I have never let my schooling interfere with my education ~ Mark Twain

Saturday, August 18, 2012

Things that Children of Large Families Don't Know

Last week I went to my first professional conference and networked in crowded shuttles before distilling boredom in arctic meeting rooms. During this incredible one week of solo life I learned plenty. Mostly, flying solo confuses me. I'm the eldest of eight children and I live at home. My family believes invasions are a sign of affection.Which brings me to this synopsis of what children of large families DO NOT KNOW.

Waiting rooms are boring. Those little incurbators are void of purpose when you aren't chasing down a stray toddler or mapping the path to the nearest restroom. They are boring seats in which you sit in.
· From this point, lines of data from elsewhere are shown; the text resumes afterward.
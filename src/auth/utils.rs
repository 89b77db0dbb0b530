//! Small helpers for input validation and token hashing.

use anyhow::{Context, Result};
use rand::{rngs::OsRng, RngCore};
use regex::Regex;
use sha2::{Digest, Sha256};
use std::sync::LazyLock;

pub(crate) const MIN_PASSWORD_LENGTH: usize = 8;
const NAME_MIN_CHARS: usize = 2;
const NAME_MAX_CHARS: usize = 50;

static EMAIL_REGEX: LazyLock<Option<Regex>> =
    LazyLock::new(|| Regex::new(r"^[^@\s]+@[^@\s]+\.[^@\s]+$").ok());

/// Normalize an email for lookup/uniqueness checks.
pub(crate) fn normalize_email(email: &str) -> String {
    email.trim().to_lowercase()
}

/// Basic email format check on already-normalized input.
pub(crate) fn valid_email(email_normalized: &str) -> bool {
    EMAIL_REGEX
        .as_ref()
        .is_some_and(|regex| regex.is_match(email_normalized))
}

/// Returns the policy violation for a new password, if any.
pub(crate) fn password_policy_violation(password: &str) -> Option<&'static str> {
    if password.chars().count() < MIN_PASSWORD_LENGTH {
        return Some("Password must be at least 8 characters long");
    }
    let has_letter = password.chars().any(char::is_alphabetic);
    let has_digit = password.chars().any(|c| c.is_ascii_digit());
    if !has_letter || !has_digit {
        return Some("Password must contain at least one letter and one number");
    }
    None
}

/// Trim an optional display name, returning the trimmed value or a policy message.
pub(crate) fn normalize_name(name: Option<&str>) -> Result<Option<String>, &'static str> {
    let Some(name) = name.map(str::trim) else {
        return Ok(None);
    };
    let len = name.chars().count();
    if !(NAME_MIN_CHARS..=NAME_MAX_CHARS).contains(&len) {
        return Err("Must be between 2 and 50 characters");
    }
    Ok(Some(name.to_string()))
}

/// Create a new password reset token.
///
/// The raw value is only handed to the mailer; the store keeps a hash.
pub(crate) fn generate_reset_token() -> Result<String> {
    let mut bytes = [0u8; 32];
    OsRng
        .try_fill_bytes(&mut bytes)
        .context("failed to generate reset token")?;
    Ok(hex::encode(bytes))
}

/// Link handed to the account owner. The token rides in the fragment so it never
/// reaches server access logs.
pub(crate) fn build_reset_url(frontend_base_url: &str, token: &str) -> String {
    let base = frontend_base_url.trim_end_matches('/');
    format!("{base}/reset-password#token={token}")
}

/// Hash a bearer secret (refresh or reset token) so raw values never touch the store.
pub(crate) fn hash_token(token: &str) -> Vec<u8> {
    let mut hasher = Sha256::new();
    hasher.update(token.as_bytes());
    hasher.finalize().to_vec()
}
Packing does not require a full three days of planning. Running a load of wash and throwing things together for a trip is a two hour ordeal at most. I did not pack til the afternoon of my flight and was still ready in plenty of time. I did not make a list nor negotiate how to best pack a car. All I did was throw my suitcase in the trunk and took off.

Baby wipes do not magically grow in your bathroom. Diaper stage lasted 16yrs in my family. I thought wipes were a household staple, much like toilet paper. This trip I had to go to wal-mart and buy a pack. I KID YOU NOT.

iPhones are fun things to play with. I remember being young and wanting to play with "big kid" toys, so whenever my siblings ask I try to lend them my favorite toy to play with. This means that I'm usually reading a book or trying not to screwer anyone with a knitting needle during dead times. Well, folks, the phone was all mine this trip. I listened to 10 songs without anyone asking to play Barbie or Tiny Monsters.

I suck at angry birds. My little brother plays this game when he snags my phone and is now at level 9. I hopped on thinking I would kill a few birds before the pilot became an angry college professor and ordered our phones to go die. Yeah, I did not make it past level 2.

Nine pm means nothing. At home, 9pm is the time that I go say good night to my siblings and plunk down with the older sisters to watch a Psych. I usually rush home from work or cut friend dates short to be able to make it. When I was on this trip 9pm meant nothing. No one was waiting for me and it was the most depressing hour of my day. 

Censuring the commercials is not your biggest priority. We typically end up skipping commercials or muting them due to improper content. I quickly changed a channel after a TV show commercial involving major shooting came on out of pure instinct.

No one cares. I wandered around the 16t street mall, only ate at Chipotle, did not arrive back to my hotel room til 10 and no one even wondered where I was. I have been accused of loving my privacy (guilty), but it was so strange not having anyone waiting for me or sending my texts about how I should hurry up and meet them. 


In the immortal words of people more intelligent than I,
                                 ''What fun is life when you've no one to share it with?"






Saturday, July 21, 2012

RUUUUNNNNNNN

We hit the slumps sometimes, but maybe when we hit the slumps we should hit them very fast and not linger in them. This is a poem...I use that term very loosely...I wrote during a dark time when all I really needed to do was get my rear in gear and stop pretending that I control the universe. Remember, it may read as dark but it's meant to be inspiring...or at least hopeful.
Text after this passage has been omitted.